In an RT-PCR (Reverse Transcription Polymerase Chain Reaction) test, RNA (Ribonucleic acid) is extracted from the swab collected from the patient. It is then converted into DNA (Deoxyribonucleic acid), which is then amplified.
Amplification refers to the process of creating multiple copies of the genetic material - in this case, DNA.
This improves the ability of the test to detect the presence of the virus.
Amplification takes place through a series of cycles—one copy becomes two, two becomes four, and so on—and it is after multiple cycles that a detectable amount of virus is produced.
Ct is short for ‘Cycle Threshold’.
The Ct value refers to the number of cycles after which the virus can be detected.

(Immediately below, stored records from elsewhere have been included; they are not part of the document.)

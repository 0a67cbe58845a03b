//! Typed views over the BME280 configuration register fields.

/// Device power mode, the 2 low bits of the `ctrl_meas` register.
///
/// The hardware decodes both `0b01` and `0b10` as a one-shot trigger; the two
/// named codes are kept distinct so either can be commanded and read back.
#[derive(Debug, Clone, Copy, PartialEq, Eq, Default)]
#[repr(u8)]
pub enum Mode {
    /// No measurements, lowest power draw.
    #[default]
    Sleep = 0b00,
    /// Single measurement cycle, then automatic return to sleep.
    Forced = 0b01,
    /// Alternate encoding of the one-shot trigger.
    ForcedAlt = 0b10,
    /// Continuous cycling with the configured standby time between cycles.
    Normal = 0b11,
}

impl Mode {
    /// Decodes the 2-bit mode field of a raw `ctrl_meas` value.
    pub fn from_bits(value: u8) -> Self {
        match value & 0b11 {
            0b00 => Mode::Sleep,
            0b01 => Mode::Forced,
            0b10 => Mode::ForcedAlt,
            _ => Mode::Normal,
        }
    }

    pub fn bits(self) -> u8 {
        self as u8
    }

    /// `true` for either one-shot encoding.
    pub fn is_forced(self) -> bool {
        matches!(self, Mode::Forced | Mode::ForcedAlt)
    }
}

/// The three physical quantities the BME280 measures.
#[derive(Debug, Clone, Copy, PartialEq, Eq)]
pub enum Sensor {
    Temperature,
    Humidity,
    Pressure,
}

/// Oversampling settings for temperature, pressure, and humidity.
///
/// Higher rates reduce noise through hardware averaging but lengthen the
/// measurement cycle. `Skipped` disables the channel entirely.
#[derive(Debug, Clone, Copy, PartialEq, Eq, PartialOrd, Ord, Default)]
#[repr(u8)]
pub enum Oversampling {
    /// No measurement performed, output register held at its reset value.
    Skipped = 0,
    #[default]
    X1 = 1,
    X2 = 2,
    X4 = 3,
    X8 = 4,
    /// 16x oversampling, maximum precision and longest cycle.
    X16 = 5,
}

impl Oversampling {
    /// Decodes a 3-bit oversampling field read back from the device.
    ///
    /// The reserved patterns `0b110` and `0b111` act as 16x in hardware and
    /// decode accordingly.
    pub fn from_bits(value: u8) -> Self {
        match value & 0b111 {
            0 => Oversampling::Skipped,
            1 => Oversampling::X1,
            2 => Oversampling::X2,
            3 => Oversampling::X4,
            4 => Oversampling::X8,
            _ => Oversampling::X16,
        }
    }

    pub fn bits(self) -> u8 {
        self as u8
    }

    /// The actual sample-count multiplier: 0, 1, 2, 4, 8 or 16.
    pub fn multiplier(self) -> u32 {
        match self {
            Oversampling::Skipped => 0,
            Oversampling::X1 => 1,
            Oversampling::X2 => 2,
            Oversampling::X4 => 4,
            Oversampling::X8 => 8,
            Oversampling::X16 => 16,
        }
    }
}

impl TryFrom<u8> for Oversampling {
    type Error = ();

    /// Strict conversion for externally supplied raw values; rejects
    /// anything outside the enumerated table.
    fn try_from(value: u8) -> Result<Self, ()> {
        if value > 5 {
            return Err(());
        }
        Ok(Oversampling::from_bits(value))
    }
}

/// IIR filter coefficient, bits 4:2 of the `config` register.
///
/// The filter smooths short-term disturbances in pressure and temperature
/// readings. It does not affect humidity.
#[derive(Debug, Clone, Copy, PartialEq, Eq, Default)]
#[repr(u8)]
pub enum Filter {
    /// Filter disabled.
    #[default]
    Off = 0,
    X2 = 1,
    X4 = 2,
    X8 = 3,
    X16 = 4,
}

impl Filter {
    /// Decodes the 3-bit filter field; reserved patterns act as coefficient 16.
    pub fn from_bits(value: u8) -> Self {
        match value & 0b111 {
            0 => Filter::Off,
            1 => Filter::X2,
            2 => Filter::X4,
            3 => Filter::X8,
            _ => Filter::X16,
        }
    }

    pub fn bits(self) -> u8 {
        self as u8
    }
}

/// Standby (inactive) duration between cycles in normal mode, bits 7:5 of
/// the `config` register.
#[derive(Debug, Clone, Copy, PartialEq, Eq, Default)]
#[repr(u8)]
pub enum StandbyTime {
    /// 0.5 ms
    #[default]
    Millis0_5 = 0b000,
    /// 62.5 ms
    Millis62_5 = 0b001,
    Millis125 = 0b010,
    Millis250 = 0b011,
    Millis500 = 0b100,
    Millis1000 = 0b101,
    Millis10 = 0b110,
    Millis20 = 0b111,
}

impl StandbyTime {
    pub fn from_bits(value: u8) -> Self {
        match value & 0b111 {
            0b000 => StandbyTime::Millis0_5,
            0b001 => StandbyTime::Millis62_5,
            0b010 => StandbyTime::Millis125,
            0b011 => StandbyTime::Millis250,
            0b100 => StandbyTime::Millis500,
            0b101 => StandbyTime::Millis1000,
            0b110 => StandbyTime::Millis10,
            _ => StandbyTime::Millis20,
        }
    }

    pub fn bits(self) -> u8 {
        self as u8
    }

    /// The standby duration in microseconds.
    pub fn micros(self) -> u32 {
        match self {
            StandbyTime::Millis0_5 => 500,
            StandbyTime::Millis62_5 => 62_500,
            StandbyTime::Millis125 => 125_000,
            StandbyTime::Millis250 => 250_000,
            StandbyTime::Millis500 => 500_000,
            StandbyTime::Millis1000 => 1_000_000,
            StandbyTime::Millis10 => 10_000,
            StandbyTime::Millis20 => 20_000,
        }
    }
}

/// Which conversion-time constants to use when estimating a cycle duration.
#[derive(Debug, Clone, Copy, PartialEq, Eq)]
pub enum MeasureTiming {
    /// Typical conversion times from the datasheet.
    Typical,
    /// Worst-case conversion times.
    Maximum,
}
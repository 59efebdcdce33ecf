//! Addressable response endpoints for pipelines running on another node.
//!
//! Where a [`ResponseSlot`](crate::slot::ResponseSlot) is a process-local
//! cell, a respondee is a short-lived mailbox task with an address that can be
//! handed to a remote pipeline stage. The wire message set is exactly
//! [`RespondeeMsg::Response`] and [`RespondeeMsg::Stop`]; everything else
//! (deadline, promise) stays on the asking side, owned by the task.
//!
//! Lifecycle: fresh -> responded | timed-out | stopped. A respondee that is
//! stopped (or lost with a killed pipeline) abandons its promise; the asker
//! observes [`Error::Shutdown`](crate::error::Error::Shutdown) or the
//! deadline, never a hang.

use std::marker::PhantomData;
use std::time::Duration;

use tokio::sync::{mpsc, oneshot};
use tokio::time::sleep;

use crate::error::Error;
use crate::slot::ResponseFuture;

/// Messages a respondee accepts. This is the full over-the-wire set.
#[derive(Debug)]
pub enum RespondeeMsg<S> {
    /// Deliver the response for the request this respondee was created for
    Response(S),
    /// Stop without responding; the asker's promise is abandoned
    Stop,
}

/// The address of a respondee.
///
/// Clonable and sendable across task boundaries; embedded in the envelope
/// routed to the pipeline so any stage, local or remote, can resolve the
/// caller's response.
pub struct RespondeeRef<S> {
    address: mpsc::Sender<RespondeeMsg<S>>,
}

impl<S> RespondeeRef<S> {
    /// Deliver the response. Returns `false` when the respondee already
    /// settled or stopped.
    pub fn respond(&self, value: S) -> bool {
        self.address.try_send(RespondeeMsg::Response(value)).is_ok()
    }

    /// Stop the respondee without responding.
    pub fn stop(&self) -> bool {
        self.address.try_send(RespondeeMsg::Stop).is_ok()
    }

    /// Whether the respondee task is still accepting messages.
    pub fn is_live(&self) -> bool {
        !self.address.is_closed()
    }
}

impl<S> Clone for RespondeeRef<S> {
    fn clone(&self) -> Self {
        Self {
            address: self.address.clone(),
        }
    }
}

/// Creates respondees on behalf of askers.
///
/// `create` spawns the mailbox task, arms its deadline, and hands back the
/// address plus the future the asker awaits. The deadline is enforced by the
/// respondee itself, so a remote resolver needs no clock agreement with the
/// asker.
pub struct RespondeeFactory<S> {
    _marker: PhantomData<fn() -> S>,
}

impl<S: Send + 'static> RespondeeFactory<S> {
    /// Create a new factory.
    pub fn new() -> Self {
        Self {
            _marker: PhantomData,
        }
    }

    /// Create a respondee with the given deadline and diagnostic tag.
    ///
    /// Must be called from within a Tokio runtime, which hosts the mailbox
    /// task.
    pub fn create(
        &self,
        timeout: Duration,
        tag: impl Into<String>,
    ) -> (RespondeeRef<S>, ResponseFuture<S>) {
        // Capacity 2 absorbs a Response/Stop race without blocking either sender.
        let (address, mut mailbox) = mpsc::channel(2);
        let (promise, outcome) = oneshot::channel();
        let tag = tag.into();

        tokio::spawn(async move {
            tokio::select! {
                msg = mailbox.recv() => match msg {
                    Some(RespondeeMsg::Response(value)) => {
                        let _ = promise.send(Ok(value));
                    }
                    Some(RespondeeMsg::Stop) | None => {
                        // Abandon the promise; the asker sees Shutdown.
                    }
                },
                _ = sleep(timeout) => {
                    let _ = promise.send(Err(Error::timeout(tag)));
                }
            }
        });

        (RespondeeRef { address }, ResponseFuture::from_receiver(outcome))
    }
}

impl<S: Send + 'static> Default for RespondeeFactory<S> {
    fn default() -> Self {
        Self::new()
    }
}

impl<S> Clone for RespondeeFactory<S> {
    fn clone(&self) -> Self {
        Self {
            _marker: PhantomData,
        }
    }
}
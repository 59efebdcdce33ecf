//! One-shot response cells with a bound deadline.
//!
//! A [`ResponseSlot`] is the delivery half of a pending request: the pipeline
//! completes it with a value, fails it with a typed error, or the deadline
//! timer expires it. Whichever happens first wins; the cell never transitions
//! twice. The submitter observes the outcome through the paired
//! [`ResponseFuture`].

use std::future::Future;
use std::pin::Pin;
use std::sync::atomic::{AtomicU8, Ordering};
use std::sync::{Arc, Mutex};
use std::task::{Context, Poll};
use std::time::Duration;

use tokio::sync::oneshot;
use tokio::task::AbortHandle;
use tokio::time::sleep;

use crate::error::{Error, Result};

const PENDING: u8 = 0;
const COMPLETED: u8 = 1;
const FAILED: u8 = 2;

/// The write end of a one-shot response cell.
///
/// States: pending, then exactly one of completed or failed. The terminal
/// transition is serialized by a compare-and-set on a single state word, so
/// [`complete`](ResponseSlot::complete), [`fail`](ResponseSlot::fail) and the
/// deadline timer may race freely.
pub struct ResponseSlot<S> {
    shared: Arc<Shared<S>>,
}

struct Shared<S> {
    state: AtomicU8,
    sender: Mutex<Option<oneshot::Sender<Result<S>>>>,
    timer: Mutex<Option<AbortHandle>>,
    tag: String,
}

impl<S: Send + 'static> ResponseSlot<S> {
    /// Create a pending slot whose deadline timer fires after `timeout`.
    ///
    /// The `tag` is opaque diagnostic text included in the timeout failure.
    /// Returns the write end and the future the submitter awaits. Must be
    /// called from within a Tokio runtime, which owns the timer.
    pub fn expiring(timeout: Duration, tag: impl Into<String>) -> (Self, ResponseFuture<S>) {
        let (sender, receiver) = oneshot::channel();
        let shared = Arc::new(Shared {
            state: AtomicU8::new(PENDING),
            sender: Mutex::new(Some(sender)),
            timer: Mutex::new(None),
            tag: tag.into(),
        });

        let timer_shared = Arc::clone(&shared);
        let timer = tokio::spawn(async move {
            sleep(timeout).await;
            let tag = timer_shared.tag.clone();
            timer_shared.transition(FAILED, Err(Error::timeout(tag)));
        });
        *shared.timer.lock().unwrap() = Some(timer.abort_handle());

        (Self { shared }, ResponseFuture { receiver })
    }

    /// Transition pending -> completed.
    ///
    /// Returns `false` when the slot already reached a terminal state.
    pub fn complete(&self, value: S) -> bool {
        self.shared.transition(COMPLETED, Ok(value))
    }

    /// Transition pending -> failed.
    ///
    /// Returns `false` when the slot already reached a terminal state.
    pub fn fail(&self, error: Error) -> bool {
        self.shared.transition(FAILED, Err(error))
    }

    /// Whether the slot has reached a terminal state.
    pub fn is_terminal(&self) -> bool {
        self.shared.state.load(Ordering::Acquire) != PENDING
    }

    /// The diagnostic tag captured at creation.
    pub fn tag(&self) -> &str {
        &self.shared.tag
    }
}

impl<S> Clone for ResponseSlot<S> {
    fn clone(&self) -> Self {
        Self {
            shared: Arc::clone(&self.shared),
        }
    }
}

impl<S> Shared<S> {
    /// Claim the terminal transition. The winner delivers the result and
    /// cancels the deadline timer; losers observe `false`.
    fn transition(&self, next: u8, result: Result<S>) -> bool {
        if self
            .state
            .compare_exchange(PENDING, next, Ordering::AcqRel, Ordering::Acquire)
            .is_err()
        {
            return false;
        }
        if let Some(sender) = self.sender.lock().unwrap().take() {
            let _ = sender.send(result);
        }
        if let Some(timer) = self.timer.lock().unwrap().take() {
            timer.abort();
        }
        true
    }
}

/// The read end of a response cell.
///
/// Resolves with the value or typed failure the slot settled with. A write
/// end dropped before settling resolves to [`Error::Shutdown`].
pub struct ResponseFuture<S> {
    receiver: oneshot::Receiver<Result<S>>,
}

impl<S> ResponseFuture<S> {
    pub(crate) fn from_receiver(receiver: oneshot::Receiver<Result<S>>) -> Self {
        Self { receiver }
    }
}

impl<S> Future for ResponseFuture<S> {
    type Output = Result<S>;

    fn poll(mut self: Pin<&mut Self>, cx: &mut Context<'_>) -> Poll<Self::Output> {
        match Pin::new(&mut self.receiver).poll(cx) {
            Poll::Ready(Ok(result)) => Poll::Ready(result),
            Poll::Ready(Err(_)) => Poll::Ready(Err(Error::Shutdown)),
            Poll::Pending => Poll::Pending,
        }
    }
}

#[cfg(test)]
mod tests {
    use super::*;

    #[tokio::test]
    async fn completes_once() {
        let (slot, future) = ResponseSlot::expiring(Duration::from_secs(60), "one");
        assert!(!slot.is_terminal());
        assert!(slot.complete(1));
        assert!(!slot.complete(2));
        assert!(!slot.fail(Error::Shutdown));
        assert!(slot.is_terminal());
        assert_eq!(future.await, Ok(1));
    }

    #[tokio::test]
    async fn fail_beats_complete() {
        let (slot, future) = ResponseSlot::<i32>::expiring(Duration::from_secs(60), "two");
        assert!(slot.fail(Error::Shutdown));
        assert!(!slot.complete(7));
        assert_eq!(future.await, Err(Error::Shutdown));
    }

    #[tokio::test(start_paused = true)]
    async fn deadline_expires_pending_slot() {
        let (slot, future) = ResponseSlot::<u32>::expiring(Duration::from_millis(100), "late");
        let result = future.await;
        assert_eq!(result, Err(Error::timeout("late")));
        assert!(slot.is_terminal());
        assert!(!slot.complete(3));
    }

    #[tokio::test(start_paused = true)]
    async fn early_completion_cancels_timer() {
        let (slot, future) = ResponseSlot::expiring(Duration::from_millis(100), "fast");
        assert!(slot.complete("done"));
        tokio::time::sleep(Duration::from_millis(200)).await;
        assert_eq!(future.await, Ok("done"));
    }

    #[tokio::test]
    async fn dropped_writer_resolves_shutdown() {
        let (sender, receiver) = oneshot::channel::<Result<u32>>();
        drop(sender);
        let future = ResponseFuture::from_receiver(receiver);
        assert_eq!(future.await, Err(Error::Shutdown));
    }
}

If a higher number of cycles is required, it implies that the virus went undetected when the number of cycles was lower.
The lower the Ct value, the higher the viral load-because the virus has been spotted after fewer cycles.
It has been found that the time since the onset of symptoms has a stronger relationship with Ct values as compared to the severity of the disease.
It refers to the amount of genetic material, commonly RNA, of a virus present in an infected person’s blood.
This is expressed as the total number of viral particles present in each millilitre of blood.
A higher viral load in the blood means that the virus is replicating and the infection is progressing.
An infected person with a high viral load is more likely to shed more virus particles, in the process known as “viral shedding”.